Aujourd’hui, je mets mon expertise au service de ceux qui souhaitent transformer leurs espaces de vie, notamment dans le domaine de la location saisonnière, dans laquelle je me suis spécialisée. Cette activité a d’ailleurs joué un rôle déterminant dans ma reconversion : elle m’a permis de sécuriser mes revenus et de me lancer sereinement dans ma nouvelle voie. Mon parcours m’a appris qu’il n’est jamais trop tard pour se réinventer, et c’est une véritable chance de pouvoir apporter ma vision créative et mon regard empathique dans ce nouveau métier. Parce que je sais combien cette transition peut faire peur, j’ai à coeur, aujourd’hui, d’aider ceux qui souhaitent utiliser la location saisonnière comme tremplin pour changer de vie. C’est pourquoi j’ai créé un programme d’accompagnement spécifique, destiné à celles et ceux qui, comme moi, veulent construire leur reconversion sur des bases solides dans le domaine de la location saisonnière.
Comment se déroule votre reconversion actuellement ? Regrettez-vous d’avoir quitté l’Education nationale, et pourquoi ?
Aujourd’hui, je suis épanouie dans mon rôle de décoratrice d’intérieur et je ne regrette absolument pas d’avoir quitté l’Éducation nationale. Bien au contraire, chaque jour est un cadeau. Je savoure la liberté que m’offre ma vie d’entrepreneuse, cette possibilité de créer, d’innover, et de voir les résultats concrets de mon travail.
Quand je pense à la personne que j’étais avant, je réalise à quel point cette reconversion m’a permis de m’accomplir pleinement.
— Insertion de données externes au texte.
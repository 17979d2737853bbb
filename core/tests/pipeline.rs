use chrono::{TimeZone, Utc};
use crm_core::{
    entity::{Deal, DealStage},
    pipeline::PipelineSummary,
};

fn deal(id: i64, stage: DealStage, value: f64, probability: u8) -> Deal {
    let at = Utc.with_ymd_and_hms(2024, 1, 10, 0, 0, 0).unwrap();
    Deal {
        id,
        customer_id:  1,
        title:        format!("Deal {id}"),
        company_name: "Acme".into(),
        stage,
        value,
        probability,
        assigned_to:  None,
        created_at:   at,
        updated_at:   at,
    }
}

#[test]
fn pipeline_breaks_down_every_stage_in_order() {
    let deals = vec![
        deal(1, DealStage::Lead, 10_000.0, 10),
        deal(2, DealStage::Proposal, 30_000.0, 50),
        deal(3, DealStage::Proposal, 20_000.0, 70),
        deal(4, DealStage::Closed, 25_000.0, 100),
        deal(5, DealStage::Lost, 15_000.0, 0),
    ];
    let p = PipelineSummary::from_deals(&deals);

    let stages: Vec<DealStage> = p.stages.iter().map(|s| s.stage).collect();
    assert_eq!(stages, DealStage::ALL.to_vec());

    let proposal = &p.stages[2];
    assert_eq!(proposal.count, 2);
    assert_eq!(proposal.value, 50_000.0);
    assert_eq!(proposal.value_share, 50.0);

    assert_eq!(p.total_deals, 5);
    assert_eq!(p.total_value, 100_000.0);
    assert_eq!(p.open_value, 60_000.0);
    // 10k × 0.1 + 30k × 0.5 + 20k × 0.7
    assert_eq!(p.weighted_forecast, 30_000.0);
    assert_eq!(p.win_rate, 50.0);

    let share_total: f64 = p.stages.iter().map(|s| s.value_share).sum();
    assert!((share_total - 100.0).abs() < 0.05, "shares sum to {share_total}");
}

#[test]
fn empty_pipeline_is_all_zero() {
    let p = PipelineSummary::from_deals(&[]);
    assert_eq!(p.stages.len(), 6);
    assert!(p.stages.iter().all(|s| s.count == 0 && s.value_share == 0.0));
    assert_eq!(p.total_value, 0.0);
    assert_eq!(p.weighted_forecast, 0.0);
    assert_eq!(p.win_rate, 0.0);
}

#[test]
fn pipeline_serializes_camel_case() {
    let p = PipelineSummary::from_deals(&[deal(1, DealStage::Qualified, 1_000.0, 40)]);
    let json = serde_json::to_value(&p).unwrap();
    assert_eq!(json["weightedForecast"], 400.0);
    assert_eq!(json["stages"][1]["stage"], "qualified");
    assert_eq!(json["stages"][1]["valueShare"], 100.0);
}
Depuis le début de mon activité, j’ai eu la chance d’accompagner plus de 50 clients dans la création d’intérieurs sur mesure, où chaque espace est pensé pour qu’ils se sentent vraiment bien. Au fil du temps, j’ai affiné mes compétences et me suis spécialisée dans l’aménagement de locations saisonnières. Aujourd’hui, j’accompagne principalement mes clients à créer des logements qui non seulement offrent une expérience unique à leurs voyageurs, mais qui permettent également de booster la rentabilité de leurs investissements. En toute honnêteté, je ne regrette aucunement ma décision. L’Education nationale m’a apporté beaucoup, mais ce métier ne me permettait plus de m’épanouir comme je l’espérais. Aujourd'hui, je me sens plus connectée à mes valeurs, et je peux vraiment faire la différence dans la vie de mes clients, tout en menant une activité qui me passionne.
Quels projets pédagogiques aviez-vous pu mener dans votre carrière de professeur (le cas échéant) et desquels êtes-vous le plus fier(e) ?
Honnêtement, au cours de ma carrière, je n’ai pas vraiment eu l’opportunité de développer de grands projets pédagogiques avec mes élèves. J’ai souvent eu le sentiment d’être submergée, entre la pression des programmes, les classes chargées, et une administration parfois déconnectée du terrain. Très tôt, dès ma première année, j’ai été confrontée à des conditions d’exercice difficiles, qui m’ont rapidement poussée à chercher du soutien auprès des syndicats. C’est d’ailleurs cette expérience qui a éveillé mon engagement. J’ai fini par m’investir pleinement en tant que militante syndicale, et c’est sans aucun doute cet aspect-là de ma carrière qui me rend le plus fière. J’ai pu accompagner de nombreux collègues, les soutenir dans leurs démarches, les écouter, les aider à se relever face à des situations injustes.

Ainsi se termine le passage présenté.